Chazz Surratt (born February 16, 1997) is an American football middle linebacker for the New York Jets of the National Football League (NFL). He played college football at North Carolina, where he began his career as a quarterback, and was drafted by the Minnesota Vikings in the third round of the 2021 NFL Draft.

Early years
Surratt attended East Lincoln High School in Denver, North Carolina.  A highly regarded high school quarterback, Surratt was a two-time first-team Associated Press all-state selection.  During his senior year, Surratt was named Parade National Player of the Year and a Parade All-American, as well as the Associated Press offensive player of the year in North Carolina.

College career
Recruited by Tar Heel coach Larry Fedora to the University of North Carolina at Chapel Hill to play quarterback, Surratt redshirted during his first season with the program. He was named the starting quarterback during his redshirt freshman season, replacing graduate transfer Brandon Harris who had struggled to begin the season. Surratt himself struggled with inconsistency and injury throughout 2017, only appearing in nine games, starting seven. After a suspension to start the 2018 season, Surratt became the backup to Nathan Elliott. He appeared in one game during his redshirt sophomore season, sustaining a season-ending injury against Miami.

When Head Coach Mack Brown returned before the 2019 season, Surratt elected to make the switch to linebacker prior to his redshirt junior season rather than transfer to another school for an opportunity to continue to play quarterback. Carolina had just signed the highly-touted Sam Howell and also had quarterbacks Cade Fortin and Jace Ruder on the roster, giving Surratt slim chances to crack the quarterback depth chart. The move to linebacker proved to be a revelation, and Surratt had a successful season highlighted by a game-winning interception against rival Duke.  In the 2019 season, Surratt started and played in all 13 games and had 115 tackles, 15 tackles for loss, 6.5 sacks, 1 interception, 1 forced fumble, and 1 fumble recovery. After the completion of the season, Surratt was named first-team All-ACC at the linebacker position.
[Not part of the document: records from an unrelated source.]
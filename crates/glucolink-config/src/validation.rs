// SPDX-FileCopyrightText: 2026 Glucolink Contributors
// SPDX-License-Identifier: MIT OR Apache-2.0

//! Post-deserialization validation for configuration values.
//!
//! Covers constraints serde attributes cannot express. All problems are
//! collected rather than failing on the first.

use crate::diagnostic::ConfigError;
use crate::model::GlucolinkConfig;

const LOG_LEVELS: &[&str] = &["trace", "debug", "info", "warn", "error"];

/// Validate a deserialized configuration for semantic correctness.
pub fn validate_config(config: &GlucolinkConfig) -> Result<(), Vec<ConfigError>> {
    let mut errors = Vec::new();
    let mut fail = |message: String| errors.push(ConfigError::Validation { message });

    if !LOG_LEVELS.contains(&config.agent.log_level.as_str()) {
        fail(format!(
            "agent.log_level `{}` is not one of {}",
            config.agent.log_level,
            LOG_LEVELS.join(", ")
        ));
    }

    if config.freshness.cutoff_secs == 0 {
        fail("freshness.cutoff_secs must be greater than zero".to_string());
    }

    if !config.freshness.placeholder_value.is_finite() {
        fail("freshness.placeholder_value must be a finite number".to_string());
    }

    if let Some(source) = &config.freshness.default_source {
        if source.trim().is_empty() {
            fail("freshness.default_source must not be empty when set".to_string());
        }
    }

    if !config.llu.base_url_template.contains("{region}") {
        fail(format!(
            "llu.base_url_template `{}` must contain a `{{region}}` placeholder",
            config.llu.base_url_template
        ));
    }

    if config.llu.default_region.trim().is_empty() {
        fail("llu.default_region must not be empty".to_string());
    }

    if config.llu.default_poll_interval_secs == 0 {
        fail("llu.default_poll_interval_secs must be greater than zero".to_string());
    }

    if config.llu.max_redirects == 0 {
        fail("llu.max_redirects must be at least 1".to_string());
    }

    if config.llu.request_timeout_secs == 0 {
        fail("llu.request_timeout_secs must be greater than zero".to_string());
    }

    if config.storage.settings_dir.trim().is_empty() {
        fail("storage.settings_dir must not be empty".to_string());
    }

    if errors.is_empty() {
        Ok(())
    } else {
        Err(errors)
    }
}

#[cfg(test)]
mod tests {
    use super::*;

    fn has_error(errors: &[ConfigError], needle: &str) -> bool {
        errors
            .iter()
            .any(|e| matches!(e, ConfigError::Validation { message } if message.contains(needle)))
    }

    #[test]
    fn default_config_validates() {
        assert!(validate_config(&GlucolinkConfig::default()).is_ok());
    }

    #[test]
    fn zero_cutoff_fails_validation() {
        let mut config = GlucolinkConfig::default();
        config.freshness.cutoff_secs = 0;
        let errors = validate_config(&config).unwrap_err();
        assert!(has_error(&errors, "cutoff_secs"));
    }

    #[test]
    fn template_without_region_fails_validation() {
        let mut config = GlucolinkConfig::default();
        config.llu.base_url_template = "https://api.libreview.io".to_string();
        let errors = validate_config(&config).unwrap_err();
        assert!(has_error(&errors, "base_url_template"));
    }

    #[test]
    fn collects_every_error() {
        let mut config = GlucolinkConfig::default();
        config.agent.log_level = "loud".to_string();
        config.llu.default_region = " ".to_string();
        config.llu.max_redirects = 0;
        config.storage.settings_dir = String::new();
        let errors = validate_config(&config).unwrap_err();
        assert_eq!(errors.len(), 4);
        assert!(has_error(&errors, "log_level"));
        assert!(has_error(&errors, "default_region"));
        assert!(has_error(&errors, "max_redirects"));
        assert!(has_error(&errors, "settings_dir"));
    }

    #[test]
    fn non_finite_placeholder_fails_validation() {
        let mut config = GlucolinkConfig::default();
        config.freshness.placeholder_value = f64::NAN;
        let errors = validate_config(&config).unwrap_err();
        assert!(has_error(&errors, "placeholder_value"));
    }
}
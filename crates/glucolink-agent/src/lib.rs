// SPDX-FileCopyrightText: 2026 Glucolink Contributors
// SPDX-License-Identifier: MIT OR Apache-2.0

//! Acquisition and freshness engine for glucolink.
//!
//! - [`scheduler::PollScheduler`] drives a source's `fetch_latest` on an interval.
//! - [`freshness::FreshnessController`] turns measurement events into the
//!   single published value, expiring it to a placeholder when stale.
//! - [`GlucoseMonitor`] wires a registry-built source to both and persists
//!   the user-facing settings.

pub mod freshness;
pub mod monitor;
pub mod scheduler;
pub mod shutdown;

pub use freshness::{FreshnessController, FreshnessHandle, FreshnessState, Transition};
pub use monitor::{GENERAL_SETTINGS, GeneralSettings, GlucoseMonitor};
pub use scheduler::PollScheduler;
pub use shutdown::install_signal_handler;
// SPDX-FileCopyrightText: 2026 Glucolink Contributors
// SPDX-License-Identifier: MIT OR Apache-2.0

//! Configuration model structs for glucolink.
//!
//! All structs use `#[serde(deny_unknown_fields)]` so a misspelt key is
//! reported at startup instead of silently ignored.

use serde::{Deserialize, Serialize};

/// Top-level glucolink configuration.
///
/// Every section is optional and falls back to defaults that talk to the
/// production LibreLinkUp API.
#[derive(Debug, Clone, Default, Deserialize, Serialize)]
#[serde(deny_unknown_fields)]
pub struct GlucolinkConfig {
    /// Process-wide settings.
    #[serde(default)]
    pub agent: AgentConfig,

    /// Initial freshness policy, used until the user changes it at runtime.
    #[serde(default)]
    pub freshness: FreshnessConfig,

    /// LibreLinkUp API settings.
    #[serde(default)]
    pub llu: LluConfig,

    /// Settings persistence.
    #[serde(default)]
    pub storage: StorageConfig,
}

/// Process-wide settings.
#[derive(Debug, Clone, Deserialize, Serialize)]
#[serde(deny_unknown_fields)]
pub struct AgentConfig {
    /// Logging level (trace, debug, info, warn, error).
    #[serde(default = "default_log_level")]
    pub log_level: String,
}

impl Default for AgentConfig {
    fn default() -> Self {
        Self {
            log_level: default_log_level(),
        }
    }
}

fn default_log_level() -> String {
    "info".to_string()
}

/// Defaults for the persisted plugin settings.
///
/// These seed the `GeneralSettings` blob on first run; afterwards the
/// persisted values win.
#[derive(Debug, Clone, Deserialize, Serialize)]
#[serde(deny_unknown_fields)]
pub struct FreshnessConfig {
    /// Value published when no fresh reading exists.
    #[serde(default)]
    pub placeholder_value: f64,

    /// Maximum age in seconds before a reading is replaced by the placeholder.
    #[serde(default = "default_cutoff_secs")]
    pub cutoff_secs: u64,

    /// Source id activated on first run.
    #[serde(default)]
    pub default_source: Option<String>,
}

impl Default for FreshnessConfig {
    fn default() -> Self {
        Self {
            placeholder_value: 0.0,
            cutoff_secs: default_cutoff_secs(),
            default_source: None,
        }
    }
}

fn default_cutoff_secs() -> u64 {
    300
}

/// LibreLinkUp API configuration.
#[derive(Debug, Clone, Deserialize, Serialize)]
#[serde(deny_unknown_fields)]
pub struct LluConfig {
    /// Base URL with a `{region}` placeholder.
    #[serde(default = "default_base_url_template")]
    pub base_url_template: String,

    /// Region tried before the API redirects us to the right one.
    #[serde(default = "default_region")]
    pub default_region: String,

    /// Poll interval used when none has been stored.
    #[serde(default = "default_poll_interval_secs")]
    pub default_poll_interval_secs: u64,

    /// Region redirects followed per request before giving up.
    #[serde(default = "default_max_redirects")]
    pub max_redirects: u32,

    /// Re-login at startup when the token expires within this many days.
    #[serde(default = "default_token_refresh_threshold_days")]
    pub token_refresh_threshold_days: i64,

    /// Per-request timeout.
    #[serde(default = "default_request_timeout_secs")]
    pub request_timeout_secs: u64,

    /// `product` header expected by the API.
    #[serde(default = "default_product")]
    pub product: String,

    /// `version` header expected by the API.
    #[serde(default = "default_version")]
    pub version: String,

    /// `user-agent` header.
    #[serde(default = "default_user_agent")]
    pub user_agent: String,
}

impl Default for LluConfig {
    fn default() -> Self {
        Self {
            base_url_template: default_base_url_template(),
            default_region: default_region(),
            default_poll_interval_secs: default_poll_interval_secs(),
            max_redirects: default_max_redirects(),
            token_refresh_threshold_days: default_token_refresh_threshold_days(),
            request_timeout_secs: default_request_timeout_secs(),
            product: default_product(),
            version: default_version(),
            user_agent: default_user_agent(),
        }
    }
}

impl LluConfig {
    /// Base URL for `region`.
    pub fn base_url(&self, region: &str) -> String {
        self.base_url_template.replace("{region}", region)
    }
}

fn default_base_url_template() -> String {
    "https://api-{region}.libreview.io".to_string()
}

fn default_region() -> String {
    "eu".to_string()
}

fn default_poll_interval_secs() -> u64 {
    60
}

fn default_max_redirects() -> u32 {
    5
}

fn default_token_refresh_threshold_days() -> i64 {
    7
}

fn default_request_timeout_secs() -> u64 {
    30
}

fn default_product() -> String {
    "llu.ios".to_string()
}

fn default_version() -> String {
    "4.12.0".to_string()
}

fn default_user_agent() -> String {
    "Mozilla/5.0 (Windows NT 10.0; rv:129.0) Gecko/20100101 Firefox/129.0".to_string()
}

/// Settings persistence configuration.
#[derive(Debug, Clone, Deserialize, Serialize)]
#[serde(deny_unknown_fields)]
pub struct StorageConfig {
    /// Directory holding one JSON file per settings group.
    #[serde(default = "default_settings_dir")]
    pub settings_dir: String,
}

impl Default for StorageConfig {
    fn default() -> Self {
        Self {
            settings_dir: default_settings_dir(),
        }
    }
}

fn default_settings_dir() -> String {
    dirs::data_dir()
        .map(|p| p.join("glucolink").join("settings"))
        .unwrap_or_else(|| std::path::PathBuf::from("glucolink-settings"))
        .to_string_lossy()
        .into_owned()
}

#[cfg(test)]
mod tests {
    use super::*;

    #[test]
    fn base_url_substitutes_region() {
        let llu = LluConfig::default();
        assert_eq!(llu.base_url("us"), "https://api-us.libreview.io");
    }

    #[test]
    fn defaults_match_upstream_expectations() {
        let config = GlucolinkConfig::default();
        assert_eq!(config.freshness.cutoff_secs, 300);
        assert_eq!(config.freshness.placeholder_value, 0.0);
        assert_eq!(config.llu.default_region, "eu");
        assert_eq!(config.llu.default_poll_interval_secs, 60);
        assert_eq!(config.llu.max_redirects, 5);
        assert_eq!(config.llu.token_refresh_threshold_days, 7);
        assert!(config.storage.settings_dir.ends_with("settings"));
    }
}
In his redshirt senior season in 2020, Surratt played in 11 games and finished with 91 tackles, 7.5 tackles for loss, 6 sacks, 1 interception, 1 forced fumble, and 1 fumble recovered.

Surratt opted out of participating in the Orange Bowl against Texas A&M, in order to prepare for the 2021 NFL Draft.

Professional career

Minnesota Vikings
Surratt was drafted in the third round (78th overall) of the 2021 NFL Draft by the Minnesota Vikings.

2021 season: Rookie year

Entering his inaugural training camp in the NFL, Surratt competed for a starting inside linebacker job against Nick Vigil and Blake Lynch.  At the conclusion of the preseason, head coach Mike Zimmer named Surratt a backup inside linebacker behind Anthony Barr, Eric Kendricks, and Nick Vigil.  

Surratt finished his rookie season playing in 9 games (0 starts) and played exclusively on special teams with zero defensive snaps.

2022 season

Surratt competed for a backup inside linebacker job in training camp against rookie Brian Asamoah.  However, he struggled in the Vikings' preseason games and was seen as an improper fit in the team's new defensive scheme.   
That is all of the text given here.